Connecticut Superior Court Judicial District of Middlesex at Middletown
Feb 27, 2008
2008 Ct. Sup. 3293 (Conn. Super. Ct. 2008)

Opinion

No. CV-07-5002464-S

February 27, 2008


MEMORANDUM OF DECISION ON MOTION TO STRIKE BY DEFENDANTS GC INDUSTRIES CORP. AND THOMAS ABELLA


The defendants, GC Industries Corp. ("GCI") and Thomas Abella (Abella), have moved to strike Counts Eleven through Seventeen of the Complaint dated July 20, 2005, on the grounds that those counts fail to state a cause of action.

Allegations of the Complaint

The Complaint alleges that Metalpro, LLC (Metalpro), a Connecticut limited liability company, executed a promissory note to the defendant TD Banknorth in the amount of $744,000 on October 20, 2003. To secure that promissory note Metalpro executed a security agreement which gave TD Banknorth a first priority security interest in the assets of Metalpro. In addition, the defendants Thomas E. Wright and Elizabeth L. Wright, sole members of Metalpro, executed guaranties of the payment of the promissory note.

At all relevant times the defendant Thomas Abella, of New Jersey was the sole owner of the defendant GC Industries Corp., a Connecticut corporation, and 111, LLC, a Connecticut limited liability company.

On January 31, 2006 111, LLC purchased the Wright's interest in Metalpro. In consideration of that purchase 111, LLC executed a promissory note in the amount of $842,000 payable to the Wrights. That note was guarantied by GC Industries Corp. 111, LLC and GC Industries Corp. also executed guaranties of Metalpro's obligation to TD Banknorth.

On January 31, 2006 Metalpro executed employment agreements with the Wrights. On August 22, 2006 TD Banknorth notified Metalpro that it was in default under the promissory note from the Wrights. Thereafter Abella and the Wrights acted as the agent for TD Banknorth in collecting the assets of Metalpro and holding an auction of the assets to satisfy the indebtedness to TD Banknorth.

On September 11, 2006 the plaintiff obtained a prejudgment remedy order in the amount of $86,000 against Metalpro and on September 12, 2006 the plaintiff filed a UCC-1 with the Connecticut Secretary of State to indicate that it was a secured creditor of Metalpro. On September 26, 2006 TD Banknorth held a secured creditor's auction of the assets of Metalpro pursuant to Connecticut General Statutes § 42a-9 610.

The proceeds from that auction were sufficient to satisfy the debt from Metalpro to TD Banknorth and TD Banknorth advised the plaintiff that it was holding $18,803.25 for the benefit of the plaintiff.

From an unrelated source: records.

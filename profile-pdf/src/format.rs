//! Display formats for dates, timestamps and money.

use chrono::{NaiveDate, NaiveDateTime};

pub const DATE_FORMAT: &str = "%d.%m.%Y";
pub const DATE_TIME_FORMAT: &str = "%d.%m.%Y %H:%M";

/// `dd.MM.yyyy`
pub fn format_date(date: NaiveDate) -> String {
    date.format(DATE_FORMAT).to_string()
}

/// `dd.MM.yyyy HH:mm`
pub fn format_date_time(at: NaiveDateTime) -> String {
    at.format(DATE_TIME_FORMAT).to_string()
}

/// US dollar amount with thousands separators, e.g. `$9,600.00`.
/// Negative amounts are written `-$12.50`. Half-cent ties round to
/// the even cent.
pub fn format_currency(amount: f64) -> String {
    let cents = (amount.abs() * 100.0).round_ties_even() as u64;
    let dollars = cents / 100;
    let cents_part = cents % 100;

    let digits = dollars.to_string();
    let with_commas = digits
        .as_bytes()
        .rchunks(3)
        .rev()
        .map(|c| String::from_utf8_lossy(c))
        .collect::<Vec<_>>()
        .join(",");

    let sign = if amount < 0.0 && cents > 0 { "-" } else { "" };
    format!("{}${}.{:02}", sign, with_commas, cents_part)
}

#[cfg(test)]
mod tests {
    use super::*;

    #[test]
    fn dates() {
        let date = NaiveDate::from_ymd_opt(2024, 3, 7).unwrap();
        assert_eq!(format_date(date), "07.03.2024");
        let at = date.and_hms_opt(9, 5, 59).unwrap();
        assert_eq!(format_date_time(at), "07.03.2024 09:05");
    }

    #[test]
    fn currency() {
        assert_eq!(format_currency(0.0), "$0.00");
        assert_eq!(format_currency(10.0), "$10.00");
        assert_eq!(format_currency(9600.0), "$9,600.00");
        assert_eq!(format_currency(1234567.891), "$1,234,567.89");
        assert_eq!(format_currency(10.125), "$10.12");
        assert_eq!(format_currency(10.375), "$10.38");
        assert_eq!(format_currency(0.126), "$0.13");
        assert_eq!(format_currency(-12.5), "-$12.50");
        assert_eq!(format_currency(-0.001), "$0.00");
    }
}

On October 2, 2006 TD Banknorth advised the plaintiff that it had exercised its right of set-off with respect to the assets of Metalpro and that it was no longer holding any assets for the benefit of the plaintiff.

While the plaintiff was a creditor of Metalpro, the Wrights made transfers of Metalpro's assets to themselves for their own personal benefit with the intent to hinder, delay, or defraud the plaintiff and other creditors in violation of Connecticut General Statutes § 52-552e, and Metalpro became insolvent shortly after the transfers were made.

Count Eleven of the Complaint alleges that while the plaintiff was a creditor of Metalpro, Abella and GCI through Abella, transferred the accounts receivable and/or other assets of Metalpro to the Wrights with the intent to hinder, delay or defraud the plaintiff in violation of § 52-552e. Count Twelve alleges a violation of § 52-552e(a)(2) in that Metalpro did not receive a reasonably equivalent value in exchange for the transfers to the Wrights and that Metalpro intended to incur debts beyond its ability to pay them as they became due. Count Thirteen alleges that while the plaintiff was a creditor of Metalpro, Metalpro, through GCI and Abella transferred the accounts receivable and/or other assets of Metalpro to the Wrights in violation of § 55-552f(a) in that Metalpro did not receive a reasonably equivalent value in exchange for the transfers and Metalpro was insolvent at the time of the transfers or became insolvent as a result of the transfers.

Count Fourteen alleges that the aforementioned conduct of GCI and Abella violated § 55-552f(b) in that the Wrights were insiders of Metalpro and the transfers were made for an antecedent debt and that Abella and GCI knew that Metalpro was insolvent at the time of the transfers. Count Fifteen alleges that Abella and GCI breached a fiduciary duty owed to the plaintiff and other creditors of Metalpro in that they knew or should have known that Metalpro was insolvent and yet transferred the accounts receivable and/or other assets of Metalpro to the Wrights.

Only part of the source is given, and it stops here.